The Federal Highway Administration is making $100 million available via a notice of funding opportunity or NOFO to help states and localities repair and replace existing but non-operational electric vehicle or EV charging systems.
[Above photo by the FHWA]
That program – officially called the Electric Vehicle Charger Reliability and Accessibility Accelerator – is funded via the $5 billion National Electric Vehicle Infrastructure or NEVI formula program launched in 2022 and created by the Infrastructure Investment and Jobs Act or IIJA enacted in 2021.
FHWA noted that the NEVI program sets 10 percent of its funds aside for grants to states and localities that require additional assistance to strategically deploy EV charging infrastructure.
Based on initial estimates of non-operational chargers, FHWA anticipates that the available $100 million in funding will likely cover the repair or replacement costs of all eligible projects, which will be awarded through a streamlined application process. This includes both publicly and privately owned chargers – so long as they are available to the public without restriction.
“Charging your electric vehicle should be as easy and convenient as filling up a gas tank – and this investment will make our EV charging network more reliable, full stop,” said FHWA Administrator Shailen Bhatt in a statement.

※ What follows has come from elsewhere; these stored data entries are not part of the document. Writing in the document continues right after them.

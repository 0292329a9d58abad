//! This module defines the `TransitionTable`, the (possibly nondeterministic) transition
//! relation of a machine, keyed by `(state, read symbol)` indices.

use crate::types::Direction;
use serde::{Deserialize, Serialize};
use std::collections::{BTreeMap, BTreeSet};

/// One possible move: go to `next_state`, write `write` under the head, then move.
#[derive(
    Debug, Clone, Copy, PartialEq, Eq, PartialOrd, Ord, Hash, Serialize, Deserialize,
)]
pub struct Outcome {
    pub next_state: usize,
    pub write: usize,
    pub direction: Direction,
}

impl Outcome {
    pub fn new(next_state: usize, write: usize, direction: Direction) -> Self {
        Self {
            next_state,
            write,
            direction,
        }
    }
}

static NO_OUTCOMES: BTreeSet<Outcome> = BTreeSet::new();

/// Sparse mapping from `(state, symbol)` to the set of possible outcomes.
///
/// A missing key means "no legal move": the branch that reads it dies.
#[derive(Debug, Clone, Default, PartialEq, Eq)]
pub struct TransitionTable {
    entries: BTreeMap<(usize, usize), BTreeSet<Outcome>>,
}

impl TransitionTable {
    pub fn new() -> Self {
        Self::default()
    }

    /// Merges `outcomes` into the outcome set of `(state, symbol)`.
    pub fn add_transition(
        &mut self,
        state: usize,
        symbol: usize,
        outcomes: impl IntoIterator<Item = Outcome>,
    ) {
        let set = self.entries.entry((state, symbol)).or_default();
        set.extend(outcomes);
        if set.is_empty() {
            self.entries.remove(&(state, symbol));
        }
    }

    /// Returns the outcomes for `(state, symbol)`; empty when there are none.
    pub fn lookup(&self, state: usize, symbol: usize) -> &BTreeSet<Outcome> {
        self.entries.get(&(state, symbol)).unwrap_or(&NO_OUTCOMES)
    }

    /// Iterates every key with its outcome set, in key order.
    pub fn entries(&self) -> impl Iterator<Item = ((usize, usize), &BTreeSet<Outcome>)> {
        self.entries.iter().map(|(&key, outcomes)| (key, outcomes))
    }

    /// Iterates every `((state, symbol), outcome)` triple in key order.
    pub fn all_transitions(&self) -> impl Iterator<Item = ((usize, usize), &Outcome)> {
        self.entries
            .iter()
            .flat_map(|(&key, outcomes)| outcomes.iter().map(move |outcome| (key, outcome)))
    }

    /// Iterates `(read symbol, outcome)` pairs leaving `state`.
    pub fn outgoing(&self, state: usize) -> impl Iterator<Item = (usize, &Outcome)> {
        self.entries
            .range((state, 0)..=(state, usize::MAX))
            .flat_map(|(&(_, symbol), outcomes)| {
                outcomes.iter().map(move |outcome| (symbol, outcome))
            })
    }

    /// The set of states reachable from `state` in one transition, over any symbol.
    pub fn successors(&self, state: usize) -> BTreeSet<usize> {
        self.outgoing(state)
            .map(|(_, outcome)| outcome.next_state)
            .collect()
    }

    /// Returns true if `state` has at least one outgoing transition.
    pub fn has_transitions(&self, state: usize) -> bool {
        self.outgoing(state).next().is_some()
    }

    /// Returns true if no key maps to more than one outcome.
    pub fn is_deterministic(&self) -> bool {
        self.entries.values().all(|outcomes| outcomes.len() <= 1)
    }

    /// Number of `(state, symbol)` keys with at least one outcome.
    pub fn key_count(&self) -> usize {
        self.entries.len()
    }

    /// Total number of outcome triples.
    pub fn len(&self) -> usize {
        self.entries.values().map(BTreeSet::len).sum()
    }

    pub fn is_empty(&self) -> bool {
        self.entries.is_empty()
    }

    /// Rewrites state indices through `remap` (`remap[old] == Some(new)`).
    ///
    /// Keys whose source state is dropped disappear, outcomes leading to a dropped
    /// state are filtered out, and keys left without outcomes are removed.
    pub fn remap_states(&mut self, remap: &[Option<usize>]) {
        let lookup = |state: usize| remap.get(state).copied().flatten();

        self.entries = std::mem::take(&mut self.entries)
            .into_iter()
            .filter_map(|((state, symbol), outcomes)| {
                let state = lookup(state)?;
                let outcomes: BTreeSet<Outcome> = outcomes
                    .into_iter()
                    .filter_map(|outcome| {
                        lookup(outcome.next_state)
                            .map(|next_state| Outcome { next_state, ..outcome })
                    })
                    .collect();
                (!outcomes.is_empty()).then_some(((state, symbol), outcomes))
            })
            .collect();
    }
}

“We’re building a bigger EV charging network to keep up with driver demand, and we’re also going to make sure the currently available network is working when you need a charge,” he added.
FHWA added that this particular program will tap into the U.S. Department of Energy’s Alternative Fuels Data Center or AFDC Station Locator, which identifies offline stations as temporarily unavailable. A charger can be identified as temporarily unavailable for several reasons, ranging from routine maintenance to power issues.
As of early September, the AFDC indicated that out of 151,506 public charging ports, 6,261 or 4.1 percent were temporarily unavailable.